Orchestras are often used as metaphors for all sorts of things–organizational structure, planning sessions and even families.
Have you been to the symphony recently? Musicians sit in a regimented ordering around the stage. The concertmaster sets the tune. The conductor lifts the baton. And then, with the pull of a bow across a string, or breath across a mouthpiece, the music begins. Throughout the performance, each section of the orchestra plays a specific part – either separately or together – to create a harmonized work of art.
The prestigious Czech National Orchestra, known for its versatility, lived up to its reputation during a recent performance (for a new BNP product called Hello Bank!). They put their instruments – some hundreds of years old – aside in favor of newer, more common instruments: smartphones and tablets.
According to an article in The Daily Caller, the performance was all made possible by using a collection of 227 mobile interfaces linked together over a Wi-Fi network to simulate an orchestra – taking approximately two weeks to create the complex network.
Is this just a glimpse into the future? Just a publicity stunt? Because of the explosive growth in mobile devices and Wi-Fi access, aspects of our day-to-day lives are changing. We’ve seen our personal communications and the workplace evolve. We’ve seen our living rooms evolve. We’ve seen the information we have access to dramatically evolve. But we’re at the beginning when it comes to the evolution of how we experience our entertainment.

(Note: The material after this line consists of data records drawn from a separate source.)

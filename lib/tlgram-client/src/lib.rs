// Copyright 2020 - developers of the `tlgram` project.
//
// Licensed under the Apache License, Version 2.0 <LICENSE-APACHE or
// https://www.apache.org/licenses/LICENSE-2.0> or the MIT license
// <LICENSE-MIT or https://opensource.org/licenses/MIT>, at your
// option. This file may not be copied, modified, or distributed
// except according to those terms.

//! This library is a high-level implementation to access [Telegram's API], which essentially
//! lets you automate everything you can do with official Telegram clients and more from Rust,
//! or even control bot accounts, making it a viable alternative to using the [Telegram Bot API].
//!
//! In order to create an application with the library for people to use, you will need to
//! [obtain a developer API ID] first. You can embed it as a constant in your binary and ship
//! that to users (anyone can login, including yourself and bots, with the developer API ID;
//! they do *not* need to provide their own API ID).
//!
//! Once that's ready, connect a new [`Client`] and start making API calls.
//!
//! When a method is said to be "expensive", this often means that calling it too much in a
//! certain period of time will result in the API returning "flood wait" errors, meaning that
//! the method cannot be called again for a certain amount of seconds (trying to do so will
//! continue to return the flood wait error for that duration).
//!
//! On the other hand, a "cheap" method can be called a lot and is unlikely to result in a flood
//! wait error. However, all methods can potentially cause a flood wait, so some care is still
//! required.
//!
//! There is nothing wrong with causing the API to return flood wait errors, but it might be a
//! good idea to try and not hit them.
//!
//! A flood wait error is different from a peer flood error. A peer flood error means the flood
//! limitation is applied account-wide, and its duration is undefined. This often means that the
//! account spammed, or a young account tried to contact too many peers.
//!
//! [Telegram's API]: https://core.telegram.org/#telegram-api
//! [Telegram Bot API]: https://core.telegram.org/bots/api
//! [obtain a developer API ID]: https://my.telegram.org/auth
pub mod client;
pub mod types;
pub(crate) mod utils;

pub use client::{Client, Config, InitParams, SecretChatError, SignInError};
pub use types::{ChatMap, Update};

Today we expect to be able to instantly watch a viral video trending on YouTube, or catch our favorite shows or podcasts on our iPad’s while at the gym, or start to take the notion of “TV anywhere” almost for granted (depending on who your cable provider is).
While the development of faster and more sophisticated mobile devices might be the first thing you think of when entertainment and technology come together, the true artistry lies within the reliable and intelligent infrastructure. And with the applications, unified platform and infrastructure that work together to deliver better—say it with me—orchestration, and manageability than ever before.
The Internet of Everything is yet one more thing that can be equated to the traditional orchestra metaphor. What are you doing to play your part?